James Wing Woo was born September 26, 1922, on the property of a Standard Oil refinery in Oleum California, north of Oakland. His father had a restaurant there and lived nearby with his wife and children. The Woo family would grow to a number of eight boys (James was the second). Before it did, however, the Woos moved to China. It was 1928, and James was six. But his father had gotten involved in tong wars in the Bay Area, and, as James recalls, had “a price on his head.”

The Woos lived in Canton, the capitol of Kwantung province in the southern part of China, and, within a couple of years, James began learning Tai-Chi from a godfather and various family friends. “I was playing volleyball and I had friends who studied martial arts in the park.” He had plenty of potential mentors. In 1929, Japan invaded the northern part of China and many martial artists in Manchuria and Shanghai moved to Canton. “So I got to meet them and got interested in all of them.” By age 12, he began learning the art of fighting, Shaolin style. He also had a gym teacher who taught martial arts.

As the Japanese threatened to take Canton, the Woo family split up, some members staying as long as they could; others going to Kowloon, and the rest fleeing back to California. In 1938, James and a brother settled in San Francisco. The 16 year-old James attended school and found work as a waiter.  He also found use for his martial arts education.
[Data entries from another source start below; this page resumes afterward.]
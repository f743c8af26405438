//! mdtasks - task definitions from markdown documents
//!
//! Reads the Tasks section of a markdown document (usually a README) and
//! produces an ordered list of task records: name, description, script and
//! attributes such as dependencies and environment. Running the tasks is
//! left to the consumer.

pub mod domain;
pub mod parser;
pub mod storage;
pub mod cli;

pub use domain::{Task, Tasks};
pub use parser::{is_no_tasks_title, ParseError, Parser};
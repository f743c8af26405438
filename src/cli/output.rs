//! Output formatting for CLI commands

use serde::Serialize;

use crate::storage;

/// Output format
#[derive(Debug, Clone, Copy, PartialEq, Eq, Default, clap::ValueEnum)]
pub enum OutputFormat {
    #[default]
    Text,
    Json,
}

impl From<storage::OutputFormat> for OutputFormat {
    fn from(format: storage::OutputFormat) -> Self {
        match format {
            storage::OutputFormat::Text => OutputFormat::Text,
            storage::OutputFormat::Json => OutputFormat::Json,
        }
    }
}

/// Output helper for consistent formatting
pub struct Output {
    format: OutputFormat,
    verbose: bool,
}

impl Output {
    pub fn new(format: OutputFormat, verbose: bool) -> Self {
        Self { format, verbose }
    }

    /// Prints structured data as a single JSON line
    pub fn data<T: Serialize>(&self, data: &T) {
        if let Ok(json) = serde_json::to_string(data) {
            println!("{}", json);
        }
    }

    /// Returns true if using JSON format
    pub fn is_json(&self) -> bool {
        self.format == OutputFormat::Json
    }

    /// Prints a verbose debug message (only when --verbose is set)
    pub fn verbose(&self, message: &str) {
        if self.verbose {
            eprintln!("[verbose] {}", message);
        }
    }

    /// Prints a verbose debug message with context (only when --verbose is set)
    pub fn verbose_ctx(&self, context: &str, message: &str) {
        if self.verbose {
            eprintln!("[verbose:{}] {}", context, message);
        }
    }
}
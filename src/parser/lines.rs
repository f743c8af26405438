//! Forward-only line source over a buffered reader

use std::io::{self, BufRead};

/// Yields lines from a reader one at a time, keeping each line's terminator.
///
/// The source always holds a "current" line that can be inspected before
/// advancing. Consumed lines are not retained.
pub struct LineSource<R> {
    reader: R,
    current: String,
    done: bool,
}

impl<R: BufRead> LineSource<R> {
    /// Creates a source and reads the first line
    pub fn new(reader: R) -> io::Result<Self> {
        let mut source = Self {
            reader,
            current: String::new(),
            done: false,
        };
        source.advance()?;
        Ok(source)
    }

    /// The current line including its terminator, or `None` at end of input
    pub fn current(&self) -> Option<&str> {
        if self.done {
            None
        } else {
            Some(&self.current)
        }
    }

    /// Moves to the next line. Returns false once input is exhausted.
    pub fn advance(&mut self) -> io::Result<bool> {
        if self.done {
            return Ok(false);
        }

        self.current.clear();
        if self.reader.read_line(&mut self.current)? == 0 {
            self.done = true;
        }

        Ok(!self.done)
    }
}

#[cfg(test)]
mod tests {
    use super::*;

    #[test]
    fn yields_lines_with_terminators() {
        let mut source = LineSource::new("one\ntwo\r\nthree".as_bytes()).unwrap();

        assert_eq!(source.current(), Some("one\n"));
        assert!(source.advance().unwrap());
        assert_eq!(source.current(), Some("two\r\n"));
        assert!(source.advance().unwrap());
        assert_eq!(source.current(), Some("three"));
        assert!(!source.advance().unwrap());
        assert_eq!(source.current(), None);
    }

    #[test]
    fn empty_input_has_no_current_line() {
        let mut source = LineSource::new("".as_bytes()).unwrap();
        assert_eq!(source.current(), None);
        assert!(!source.advance().unwrap());
    }

    #[test]
    fn invalid_utf8_is_a_read_error() {
        let bytes: &[u8] = &[b'o', b'k', b'\n', 0xff, 0xfe, b'\n'];
        let mut source = LineSource::new(bytes).unwrap();
        assert_eq!(source.current(), Some("ok\n"));

        let err = source.advance().unwrap_err();
        assert_eq!(err.kind(), io::ErrorKind::InvalidData);
    }
}
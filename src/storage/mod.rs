//! # Storage Layer
//!
//! Finding and reading the task document, and the configuration that says
//! where it is.
//!
//! ## Configuration Files
//!
//! | Scope | Location | Keys |
//! |-------|----------|------|
//! | Project | `.mdtasks.toml` (nearest ancestor) | `file`, `heading` |
//! | Global | `~/.config/mdtasks/config.toml` | `default_format`, `file`, `heading` |
//!
//! ## Key Types
//!
//! - [`Config`] - Project and global configuration
//! - [`Document`] - A located markdown document that tasks are parsed from

mod config;
mod document;

pub use config::{Config, ConfigError, GlobalConfig, OutputFormat, ProjectConfig, DEFAULT_FILE, PROJECT_CONFIG_FILE};
pub use document::{Document, DocumentError};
“One day, a guy didn’t want to pay and skipped, and I went after him. He took a swing at me. I blocked and hit him, and one of the cooks looked at me and said, ‘You trained a little bit, huh?’ I said, ‘A little bit.’ He said, ‘Let’s see you do this.’ He comes at me. I was by the sink, I go down, and he goes over the sink. Needless to say, I didn’t have that job any more.”

Despite getting into fights worthy of the movies, he was interested in neither. He continued to work as a waiter, and, in 1942, became a military man. He’d been inspired by President Franklin D. Roosevelt’s speech, after the Japanese bombing of Pearl Harbor, to join the Marines, but when he tried to sign up in Oakland on December 8th, 1941, he was told he’d be accepted only for mess duty. After getting into another fight with a restaurant customer, who filed charges against him, James joined the Navy, enlisting in Winslow, Arizona. He did his boot camp training in Idaho and wound up as a ship’s cook, traveling to New Guinea and the Philippines.

Once, while on shore patrol on Treasure Island near San Francisco, he was in Chinatown and, sure enough, got into a fight. “I saw this couple fighting, and I wanted to break it up, and the girl hit me. And then, later on, years later, her girlfriend says to me, ‘Come, I want you to meet my girlfriend.’ I looked at her and said, ‘I know her. She hit me!’ We started going out to dances.” The girl’s name was Eve, and they would marry in 1951.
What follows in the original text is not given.